Houve turventos que gostaram do trabalho do Polvo, muitos outros se decepcionaram. O problema é que ele deixou umas contas meio mal explicadas, mas mesmo assim elegeu seu sucessor, na verdade, uma sucessora, a Estrela do Sul. Deu ruim. Ela piorou o que ia bem e se embananou no relacionamento com o Parlamento. Não deixou saudade, nem mesmo na turma do Polvo. E os turventos já não conseguiam mais ser tão felizes assim. A bimba andava em baixa, trocada pela música que vinha do interior do reino, e os melhores jogadores de escamabol se mandavam cedo de RAT, em busca de reinos mais prósperos. Até a birinaite era falsificada.


Sem suas válvulas de escape, a população foi ficando amarga.
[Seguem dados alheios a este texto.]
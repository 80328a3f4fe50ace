//! Schema types for describing provider, resource, data source and function shapes.
//!
//! Schemas drive configuration validation, default values during planning
//! and masking of sensitive values.

use serde::{Deserialize, Serialize};
use std::collections::HashMap;

/// The type of an attribute value.
#[derive(Debug, Clone, PartialEq, Eq, Serialize, Deserialize)]
#[serde(rename_all = "snake_case")]
pub enum AttributeType {
    /// A string value.
    String,
    /// A 64-bit integer.
    Int64,
    /// A floating point number.
    Float64,
    /// A boolean value.
    Bool,
    /// A list of values of a single type.
    List(Box<AttributeType>),
    /// An object with a fixed set of attributes.
    Object(HashMap<String, AttributeType>),
}

impl AttributeType {
    /// Create a list type.
    pub fn list(element_type: AttributeType) -> Self {
        Self::List(Box::new(element_type))
    }

    /// Create an object type from `(name, type)` pairs.
    pub fn object<I, K>(attributes: I) -> Self
    where
        I: IntoIterator<Item = (K, AttributeType)>,
        K: Into<String>,
    {
        Self::Object(
            attributes
                .into_iter()
                .map(|(name, ty)| (name.into(), ty))
                .collect(),
        )
    }
}

/// Describes how an attribute can be used.
#[derive(Debug, Clone, Copy, PartialEq, Eq, Serialize, Deserialize, Default)]
pub struct AttributeFlags {
    /// The attribute is required in configuration.
    pub required: bool,
    /// The attribute is optional in configuration.
    pub optional: bool,
    /// The attribute is computed by the provider (read-only).
    pub computed: bool,
    /// The attribute is sensitive and should be hidden in logs/UI.
    pub sensitive: bool,
}

impl AttributeFlags {
    /// Create flags for a required attribute.
    pub fn required() -> Self {
        Self {
            required: true,
            ..Default::default()
        }
    }

    /// Create flags for an optional attribute.
    pub fn optional() -> Self {
        Self {
            optional: true,
            ..Default::default()
        }
    }

    /// Create flags for a computed attribute (read-only, set by provider).
    pub fn computed() -> Self {
        Self {
            computed: true,
            ..Default::default()
        }
    }

    /// Create flags for an optional+computed attribute (can be set, but has default from provider).
    pub fn optional_computed() -> Self {
        Self {
            optional: true,
            computed: true,
            ..Default::default()
        }
    }

    /// Whether the attribute is set only by the provider.
    pub fn is_computed_only(&self) -> bool {
        self.computed && !self.optional && !self.required
    }
}

/// Describes a single attribute in a schema.
#[derive(Debug, Clone, PartialEq, Serialize, Deserialize)]
pub struct Attribute {
    /// The type of the attribute.
    #[serde(rename = "type")]
    pub attr_type: AttributeType,
    /// Flags describing how the attribute can be used.
    #[serde(flatten)]
    pub flags: AttributeFlags,
    /// Human-readable description of the attribute.
    #[serde(skip_serializing_if = "Option::is_none")]
    pub description: Option<String>,
    /// If set, changing this attribute forces resource replacement.
    #[serde(default)]
    pub force_new: bool,
    /// Value planned when the attribute is absent from configuration.
    #[serde(skip_serializing_if = "Option::is_none")]
    pub default: Option<serde_json::Value>,
}

impl Attribute {
    /// Create a new attribute with the given type and flags.
    pub fn new(attr_type: AttributeType, flags: AttributeFlags) -> Self {
        Self {
            attr_type,
            flags,
            description: None,
            force_new: false,
            default: None,
        }
    }

    /// Create a required string attribute.
    pub fn required_string() -> Self {
        Self::new(AttributeType::String, AttributeFlags::required())
    }

    /// Create an optional string attribute.
    pub fn optional_string() -> Self {
        Self::new(AttributeType::String, AttributeFlags::optional())
    }

    /// Create a computed string attribute.
    pub fn computed_string() -> Self {
        Self::new(AttributeType::String, AttributeFlags::computed())
    }

    /// Create an optional bool attribute.
    pub fn optional_bool() -> Self {
        Self::new(AttributeType::Bool, AttributeFlags::optional())
    }

    /// Create a computed bool attribute.
    pub fn computed_bool() -> Self {
        Self::new(AttributeType::Bool, AttributeFlags::computed())
    }

    /// Create an optional float attribute.
    pub fn optional_float64() -> Self {
        Self::new(AttributeType::Float64, AttributeFlags::optional())
    }

    /// Set the description for this attribute.
    pub fn with_description(mut self, description: impl Into<String>) -> Self {
        self.description = Some(description.into());
        self
    }

    /// Mark this attribute as forcing resource replacement when changed.
    pub fn with_force_new(mut self) -> Self {
        self.force_new = true;
        self
    }

    /// Set a default value for this attribute.
    ///
    /// Defaults only make sense for optional attributes; the attribute is
    /// marked computed so the planned value can differ from configuration.
    pub fn with_default(mut self, default: serde_json::Value) -> Self {
        self.flags.computed = true;
        self.default = Some(default);
        self
    }

    /// Mark this attribute as sensitive.
    pub fn sensitive(mut self) -> Self {
        self.flags.sensitive = true;
        self
    }
}

/// Schema for the provider configuration, a resource, or a data source.
#[derive(Debug, Clone, PartialEq, Serialize, Deserialize)]
pub struct Schema {
    /// The version of this schema (for state upgrades).
    #[serde(default)]
    pub version: u64,
    /// The attributes keyed by name.
    #[serde(default, skip_serializing_if = "HashMap::is_empty")]
    pub attributes: HashMap<String, Attribute>,
    /// Human-readable description.
    #[serde(skip_serializing_if = "Option::is_none")]
    pub description: Option<String>,
}

impl Schema {
    /// Create a new schema with the given version.
    pub fn new(version: u64) -> Self {
        Self {
            version,
            attributes: HashMap::new(),
            description: None,
        }
    }

    /// Create a schema at version 0.
    pub fn v0() -> Self {
        Self::new(0)
    }

    /// Add an attribute to the schema.
    pub fn with_attribute(mut self, name: impl Into<String>, attr: Attribute) -> Self {
        self.attributes.insert(name.into(), attr);
        self
    }

    /// Set the description for this schema.
    pub fn with_description(mut self, description: impl Into<String>) -> Self {
        self.description = Some(description.into());
        self
    }
}

impl Default for Schema {
    fn default() -> Self {
        Self::v0()
    }
}

/// A positional parameter of a provider function.
#[derive(Debug, Clone, PartialEq, Serialize, Deserialize)]
pub struct Parameter {
    /// Parameter name, used in diagnostics.
    pub name: String,
    /// Expected type.
    #[serde(rename = "type")]
    pub param_type: AttributeType,
    /// Human-readable description.
    #[serde(skip_serializing_if = "Option::is_none")]
    pub description: Option<String>,
}

impl Parameter {
    /// Create a string parameter.
    pub fn string(name: impl Into<String>) -> Self {
        Self {
            name: name.into(),
            param_type: AttributeType::String,
            description: None,
        }
    }

    /// Set the description for this parameter.
    pub fn with_description(mut self, description: impl Into<String>) -> Self {
        self.description = Some(description.into());
        self
    }
}

/// Signature and documentation of a provider function.
#[derive(Debug, Clone, PartialEq, Serialize, Deserialize)]
pub struct FunctionDefinition {
    /// One-line summary.
    pub summary: String,
    /// Longer description.
    #[serde(skip_serializing_if = "Option::is_none")]
    pub description: Option<String>,
    /// Positional parameters.
    pub parameters: Vec<Parameter>,
    /// Type of the returned value.
    #[serde(rename = "return")]
    pub return_type: AttributeType,
}

impl FunctionDefinition {
    /// Create a definition with no parameters.
    pub fn new(summary: impl Into<String>, return_type: AttributeType) -> Self {
        Self {
            summary: summary.into(),
            description: None,
            parameters: Vec::new(),
            return_type,
        }
    }

    /// Append a parameter.
    pub fn with_parameter(mut self, parameter: Parameter) -> Self {
        self.parameters.push(parameter);
        self
    }

    /// Set the description.
    pub fn with_description(mut self, description: impl Into<String>) -> Self {
        self.description = Some(description.into());
        self
    }
}

/// Complete schema of a provider.
#[derive(Debug, Clone, PartialEq, Serialize, Deserialize, Default)]
pub struct ProviderSchema {
    /// Schema for provider configuration.
    #[serde(default)]
    pub provider: Schema,
    /// Schemas for each resource type.
    #[serde(default)]
    pub resources: HashMap<String, Schema>,
    /// Schemas for each data source type.
    #[serde(default)]
    pub data_sources: HashMap<String, Schema>,
    /// Definitions of each provider function.
    #[serde(default)]
    pub functions: HashMap<String, FunctionDefinition>,
}

impl ProviderSchema {
    /// Create a new empty provider schema.
    pub fn new() -> Self {
        Self::default()
    }

    /// Set the provider configuration schema.
    pub fn with_provider_config(mut self, schema: Schema) -> Self {
        self.provider = schema;
        self
    }

    /// Add a resource schema.
    pub fn with_resource(mut self, name: impl Into<String>, schema: Schema) -> Self {
        self.resources.insert(name.into(), schema);
        self
    }

    /// Add a data source schema.
    pub fn with_data_source(mut self, name: impl Into<String>, schema: Schema) -> Self {
        self.data_sources.insert(name.into(), schema);
        self
    }

    /// Add a function definition.
    pub fn with_function(mut self, name: impl Into<String>, definition: FunctionDefinition) -> Self {
        self.functions.insert(name.into(), definition);
        self
    }
}

/// Diagnostic severity level.
#[derive(Debug, Clone, Copy, PartialEq, Eq, Serialize, Deserialize)]
#[serde(rename_all = "lowercase")]
pub enum DiagnosticSeverity {
    /// An error that prevents the operation from completing.
    Error,
    /// A warning that doesn't prevent the operation but should be addressed.
    Warning,
}

/// A diagnostic message from the provider.
#[derive(Debug, Clone, PartialEq, Eq, Serialize, Deserialize)]
pub struct Diagnostic {
    /// The severity of the diagnostic.
    pub severity: DiagnosticSeverity,
    /// A short summary of the issue.
    pub summary: String,
    /// A detailed description of the issue.
    #[serde(skip_serializing_if = "Option::is_none")]
    pub detail: Option<String>,
    /// The attribute path where the issue occurred.
    #[serde(skip_serializing_if = "Option::is_none")]
    pub attribute: Option<String>,
}

impl Diagnostic {
    /// Create an error diagnostic.
    pub fn error(summary: impl Into<String>) -> Self {
        Self {
            severity: DiagnosticSeverity::Error,
            summary: summary.into(),
            detail: None,
            attribute: None,
        }
    }

    /// Create a warning diagnostic.
    pub fn warning(summary: impl Into<String>) -> Self {
        Self {
            severity: DiagnosticSeverity::Warning,
            summary: summary.into(),
            detail: None,
            attribute: None,
        }
    }

    /// Add detail to this diagnostic.
    pub fn with_detail(mut self, detail: impl Into<String>) -> Self {
        self.detail = Some(detail.into());
        self
    }

    /// Set the attribute path for this diagnostic.
    pub fn with_attribute(mut self, attribute: impl Into<String>) -> Self {
        self.attribute = Some(attribute.into());
        self
    }

    /// Whether this diagnostic is an error.
    pub fn is_error(&self) -> bool {
        self.severity == DiagnosticSeverity::Error
    }
}

#[cfg(test)]
mod tests {
    use super::*;
    use serde_json::json;

    #[test]
    fn test_attribute_flags() {
        let required = AttributeFlags::required();
        assert!(required.required);
        assert!(!required.is_computed_only());

        let computed = AttributeFlags::computed();
        assert!(computed.is_computed_only());

        let optional_computed = AttributeFlags::optional_computed();
        assert!(optional_computed.optional);
        assert!(optional_computed.computed);
        assert!(!optional_computed.is_computed_only());
    }

    #[test]
    fn test_default_marks_attribute_computed() {
        let attr = Attribute::optional_bool().with_default(json!(false));
        assert!(attr.flags.optional);
        assert!(attr.flags.computed);
        assert_eq!(attr.default, Some(json!(false)));
    }

    #[test]
    fn test_object_type_builder() {
        let color = AttributeType::object([
            ("x", AttributeType::Float64),
            ("y", AttributeType::Float64),
        ]);
        match color {
            AttributeType::Object(fields) => {
                assert_eq!(fields.len(), 2);
                assert_eq!(fields["x"], AttributeType::Float64);
            }
            other => panic!("expected object, got {:?}", other),
        }
    }

    #[test]
    fn test_provider_schema() {
        let provider_schema = ProviderSchema::new()
            .with_resource(
                "openhue_room",
                Schema::v0().with_attribute("name", Attribute::required_string()),
            )
            .with_data_source(
                "openhue_light",
                Schema::v0().with_attribute("name", Attribute::required_string()),
            )
            .with_function(
                "hextod65",
                FunctionDefinition::new("convert", AttributeType::Float64)
                    .with_parameter(Parameter::string("hex_color")),
            );

        assert!(provider_schema.resources.contains_key("openhue_room"));
        assert!(provider_schema.data_sources.contains_key("openhue_light"));
        assert_eq!(provider_schema.functions["hextod65"].parameters.len(), 1);
    }

    #[test]
    fn test_diagnostic() {
        let err = Diagnostic::error("Invalid configuration")
            .with_detail("unknown archetype")
            .with_attribute("archetype");

        assert!(err.is_error());
        assert_eq!(err.detail, Some("unknown archetype".to_string()));
        assert_eq!(err.attribute, Some("archetype".to_string()));
        assert!(!Diagnostic::warning("heads up").is_error());
    }
}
Velhos preconceitos, redivivos, foram remexidos. O clima era bélico. E foi nesse ambiente insalubre que um ex-guarda real, o Sargentinho Baiacu, soturno e mesmo desconhecido, venceu as eleições seguintes. No mínimo, ainda que seu passado não abonasse grande prognóstico, era “diferente de tudo isso que está por aí”, como diziam muitos turventos. Sentado no trono, porém, deixou de lado seu discurso de campanha e se lambuzou de poder. Até parecia o período dos tubarões.


Para piorar, um petroleiro que passara sobre RAT deixou vazar uma quantidade gigantesca de óleo, que fez milhares de vítimas fatais. Sargentinho minimizou: “É só um oleozinho, deixem de mimimi!”. A coisa ficou feia. E mesmo seus antigos apoiadores ficaram desconfiados quando ele seu uniu a uma ala do Parlamento que ele dizia execrar. Nos bastidores, houve até quem passasse a duvidar da idoneidade do rei. Principalmente depois de uma festa na qual o mandatário gritou: “E no meu bolso? Nada?”. “Tudo!”, responderam seus convivas. Do lado de fora, os turventos seguiam morrendo contaminados pelo óleo.